O arroz (Oryza sativa L.) é uma cultura básica de importância mundial e é considerada uma cultura estratégica para a segurança alimentar pela Organização das Nações Unidas para a Alimentação e a Agricultura (FAO)1; infelizmente, a produção de arroz é dificultada por várias restrições, incluindo doenças devastadoras, como queima bacteriana das folhas (BLB), estrias bacterianas das folhas (BLS) e brusone do arroz, que são incitadas por Xanthomonas oryzae pv. oryzae (Xoo), X. oryzae pv. oryzicola (Xoc) e Magnaporthe oryzae, respectivamente2,3. Atualmente, o cultivo de variedades de arroz com genes de resistência a doenças (R) parece ser a melhor opção para controlar X. oryzae do que outros esquemas de manejo2,4; no entanto, cultivares plantadas na China são comumente suscetíveis aos patógenos5. Embora fungicidas e bactericidas químicos sejam freqüentemente usados ​​para controlar doenças do arroz6, seu uso resultou em poluição, resistência a drogas e ressurgimento de patógenos7,8. Uma abordagem de controle ambientalmente amigável é o uso potencial de bactérias antagonistas como agentes de biocontrole (BCAs) que podem suprimir patógenos produzindo metabólitos secundários bioativos, incluindo antibióticos, sideróforos e compostos voláteis9.

Produtos naturais (NPs) são uma fonte consistente de metabólitos antimicrobianos e chumbo de drogas e são amplamente produzidos por microorganismos que vivem no solo10,11. As espécies de Pseudomonas são bactérias gram-negativas que persistem no solo, na água, nos animais e na rizosfera vegetal.
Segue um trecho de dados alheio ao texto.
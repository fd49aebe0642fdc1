//! Isolated execution of generated analysis code.
//!
//! Generated code is untrusted: it runs in a separate OS process so a
//! runaway or hostile script can neither corrupt this process nor outlive
//! its wall-clock budget. The harness pre-populates three bindings before
//! the generated code runs: `attachments` (name -> bytes), `questions_txt`
//! (str) and `sourced_data` (previously fetched JSON, or `None`).
//!
//! Every payload crosses into the harness base64-encoded and is decoded at
//! harness start, so no attachment content, questions text or sourced data
//! can alter the syntactic structure of the script.

use std::collections::BTreeMap;
use std::process::Stdio;
use std::time::Duration;

use base64::engine::general_purpose::STANDARD as BASE64;
use base64::Engine as _;
use serde_json::Value;
use tracing::{debug, warn};

/// Sentinel written to stderr when execution exceeds its budget.
pub const TIMEOUT_SENTINEL: &str = "timeout";

/// Outcome of one sandboxed execution. Never mutated after creation.
#[derive(Debug, Clone)]
pub struct SandboxResult {
    /// Whether the process launched and exited with status zero.
    pub ok: bool,
    /// Captured standard output.
    pub stdout: String,
    /// Captured standard error, or a launch/timeout description.
    pub stderr: String,
    /// Best-effort parse of stdout as a single JSON value.
    pub stdout_json: Option<Value>,
}

impl SandboxResult {
    /// Result for a process that never produced usable output.
    fn failure(stderr: impl Into<String>) -> Self {
        Self {
            ok: false,
            stdout: String::new(),
            stderr: stderr.into(),
            stdout_json: None,
        }
    }

    /// Result for an execution that exceeded its wall-clock budget.
    fn timed_out() -> Self {
        Self::failure(TIMEOUT_SENTINEL)
    }
}

/// Runs generated Python code in an isolated child process.
#[derive(Debug, Clone)]
pub struct Sandbox {
    /// Interpreter to launch (e.g. "python3").
    python_bin: String,
}

impl Sandbox {
    /// Creates a sandbox that launches the given interpreter.
    pub fn new(python_bin: impl Into<String>) -> Self {
        Self {
            python_bin: python_bin.into(),
        }
    }

    /// Executes `code` with the injected bindings, bounded by `timeout`.
    ///
    /// This never errors: launch failures, timeouts and non-zero exits all
    /// resolve to a `SandboxResult` with `ok == false` so that every
    /// failure mode flows through the same retry path.
    pub async fn execute(
        &self,
        code: &str,
        attachments: &BTreeMap<String, Vec<u8>>,
        questions_txt: &str,
        sourced_data: Option<&Value>,
        timeout: Duration,
    ) -> SandboxResult {
        let script = compose_harness(code, attachments, questions_txt, sourced_data);

        // NamedTempFile removes the script on drop, on every exit path.
        let script_file = match tempfile::Builder::new()
            .prefix("analyst-harness-")
            .suffix(".py")
            .tempfile()
        {
            Ok(file) => file,
            Err(e) => return SandboxResult::failure(format!("harness setup failed: {e}")),
        };
        if let Err(e) = std::fs::write(script_file.path(), &script) {
            return SandboxResult::failure(format!("harness setup failed: {e}"));
        }

        debug!(
            "Executing {} byte harness with {:?} budget",
            script.len(),
            timeout
        );

        let mut command = tokio::process::Command::new(&self.python_bin);
        command
            .arg(script_file.path())
            .stdin(Stdio::null())
            .stdout(Stdio::piped())
            .stderr(Stdio::piped())
            .kill_on_drop(true);

        let child = match command.spawn() {
            Ok(child) => child,
            Err(e) => {
                return SandboxResult::failure(format!(
                    "failed to launch {}: {e}",
                    self.python_bin
                ))
            }
        };

        match tokio::time::timeout(timeout, child.wait_with_output()).await {
            // Dropping the wait future drops the child handle; kill_on_drop
            // terminates the process and the runtime reaps it.
            Err(_elapsed) => {
                warn!("Sandbox execution exceeded its {:?} budget", timeout);
                SandboxResult::timed_out()
            }
            Ok(Err(e)) => SandboxResult::failure(format!("sandbox wait failed: {e}")),
            Ok(Ok(output)) => {
                let stdout = String::from_utf8_lossy(&output.stdout).into_owned();
                let stderr = String::from_utf8_lossy(&output.stderr).into_owned();
                let stdout_json = serde_json::from_str::<Value>(stdout.trim()).ok();
                SandboxResult {
                    ok: output.status.success(),
                    stdout,
                    stderr,
                    stdout_json,
                }
            }
        }
    }
}

/// Harness prologue: decoding helpers plus the injected-binding table.
const HARNESS_PRELUDE: &str = "\
# generated execution harness
import sys, io, json, base64

def _b64(payload):
    return base64.b64decode(payload)

def _b64s(payload):
    return base64.b64decode(payload).decode('utf-8', 'ignore')

attachments = {}
";

/// Composes the runnable harness around the generated code.
///
/// Exactly one substitution point per injected binding, each transported
/// through base64 so the payload cannot break out of its slot.
fn compose_harness(
    code: &str,
    attachments: &BTreeMap<String, Vec<u8>>,
    questions_txt: &str,
    sourced_data: Option<&Value>,
) -> String {
    let mut script = String::from(HARNESS_PRELUDE);

    for (name, content) in attachments {
        script.push_str(&format!(
            "attachments[_b64s('{}')] = _b64('{}')\n",
            BASE64.encode(name.as_bytes()),
            BASE64.encode(content),
        ));
    }

    script.push_str(&format!(
        "questions_txt = _b64s('{}')\n",
        BASE64.encode(questions_txt.as_bytes()),
    ));

    match sourced_data {
        Some(value) => {
            let payload = serde_json::to_string(value).unwrap_or_else(|_| "null".to_string());
            script.push_str(&format!(
                "sourced_data = json.loads(_b64s('{}'))\n",
                BASE64.encode(payload.as_bytes()),
            ));
        }
        None => script.push_str("sourced_data = None\n"),
    }

    script.push_str("\n# generated code starts here\n");
    script.push_str(code);
    script.push('\n');
    script
}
Pseudomonas produzem muitos NPs antimicrobianos, incluindo fenazina, derivados de pirrol, 2,4-diacetilfloroglucinol (2,4-DAPG) e substâncias promotoras de crescimento, que os tornam bem adaptados ao estresse ambiental e adequados como BCAs de patógenos de plantas12. Muitos metabólitos secundários em Pseudomonas são regulados pelo sistema de dois componentes GacS/GacA (TCS)13, pequenos RNAs não codificantes (sRNAs) e proteínas CsrA/RsmA14. Com o advento do sequenciamento genômico, vários antimicrobianos foram descobertos no microbioma global15 com benefícios para a agricultura moderna16 e para a saúde humana17. No entanto, o desenvolvimento contínuo de patógenos multirresistentes18 aumentou a urgência para descobrir novos NPs para controlar doenças bacterianas e fúngicas de culturas.
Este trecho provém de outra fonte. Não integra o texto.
//! OpenAI-compatible chat-completions client.
//!
//! The service talks to whichever endpoint `ANALYST_API_BASE` points at
//! (the default is Gemini's OpenAI-compatible surface). A missing API key
//! is not a startup error: calls fail at request time and the pipeline
//! degrades to its fallback behavior instead.

use std::env;
use std::time::Duration;

use async_trait::async_trait;
use reqwest::Client;

use super::{GenerationRequest, GenerationResponse, LlmProvider};
use crate::error::LlmError;

/// Default API base when `ANALYST_API_BASE` is not set.
pub const DEFAULT_API_BASE: &str = "https://generativelanguage.googleapis.com/v1beta/openai";

/// Client for OpenAI-compatible chat-completions APIs.
pub struct LlmClient {
    /// Base URL for the API.
    api_base: String,
    /// Optional API key for authentication.
    api_key: Option<String>,
    /// HTTP client for making API requests.
    http_client: Client,
}

impl LlmClient {
    /// Create a new client with explicit configuration.
    pub fn new(api_base: String, api_key: Option<String>) -> Self {
        Self {
            api_base,
            api_key,
            http_client: Client::builder()
                .timeout(Duration::from_secs(120))
                .build()
                .expect("Failed to build HTTP client"),
        }
    }

    /// Create a new client from environment variables.
    ///
    /// Reads:
    /// - `ANALYST_API_BASE`: base URL (defaults to [`DEFAULT_API_BASE`])
    /// - `ANALYST_API_KEY`: API key (optional; placeholder values such as
    ///   "test" or "dummy" are treated as absent)
    pub fn from_env() -> Self {
        let api_base = env::var("ANALYST_API_BASE").unwrap_or_else(|_| DEFAULT_API_BASE.to_string());
        let api_key = env::var("ANALYST_API_KEY").ok().filter(|k| is_real_key(k));
        Self::new(api_base, api_key)
    }

    /// Get the API base URL.
    pub fn api_base(&self) -> &str {
        &self.api_base
    }

    /// Check if an API key is configured.
    pub fn has_api_key(&self) -> bool {
        self.api_key.is_some()
    }
}

/// Rejects placeholder keys commonly used in dev environments.
fn is_real_key(key: &str) -> bool {
    let lower = key.trim().to_lowercase();
    !lower.is_empty()
        && lower != "test"
        && lower != "dummy"
        && lower != "placeholder"
        && !lower.starts_with("test_")
}

#[async_trait]
impl LlmProvider for LlmClient {
    async fn generate(&self, request: GenerationRequest) -> Result<GenerationResponse, LlmError> {
        let url = format!("{}/chat/completions", self.api_base.trim_end_matches('/'));

        let mut http_request = self.http_client.post(&url).json(&request);
        if let Some(key) = &self.api_key {
            http_request = http_request.bearer_auth(key);
        }

        let response = http_request
            .send()
            .await
            .map_err(|e| LlmError::RequestFailed(e.to_string()))?;

        let status = response.status();
        if !status.is_success() {
            let message = response.text().await.unwrap_or_default();
            return Err(LlmError::ApiError {
                code: status.as_u16(),
                message,
            });
        }

        response
            .json::<GenerationResponse>()
            .await
            .map_err(|e| LlmError::ParseError(e.to_string()))
    }
}

#[cfg(test)]
mod tests {
    use super::*;

    #[test]
    fn test_placeholder_keys_rejected() {
        assert!(!is_real_key("test"));
        assert!(!is_real_key("DUMMY"));
        assert!(!is_real_key("test_123"));
        assert!(!is_real_key(""));
        assert!(is_real_key("sk-abc123"));
    }

    #[test]
    fn test_client_without_key() {
        let client = LlmClient::new("http://localhost:4000".to_string(), None);
        assert!(!client.has_api_key());
        assert_eq!(client.api_base(), "http://localhost:4000");
    }
}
Membros da família de heterociclos naturais pirazolo[4,3-e][1,2,4]triazina foram isolados e caracterizados nos últimos 40 anos19, incluindo fluviols20, nostocina A21 e pseudoiodinina22. A estrutura pseudoiodinina contém uma porção 1,2,4-triazina fundida com um anel pirazol e dois grupos metil. Derivados da família da pirazolotriazina exibem uma ampla gama de funções biológicas, incluindo atividades antitumoral, antiviral e antibacteriana23,24. Em particular, a pseudoiodinina exibiu fortes atividades antineoplásicas contra o sarcoma25. Curiosamente, a rota biossintética e os agrupamentos de genes biossintéticos (BGCs) da pseudoiodinina não foram elucidados e continuam sendo um rico recurso para a biologia sintética e o desenvolvimento de derivados bioativos.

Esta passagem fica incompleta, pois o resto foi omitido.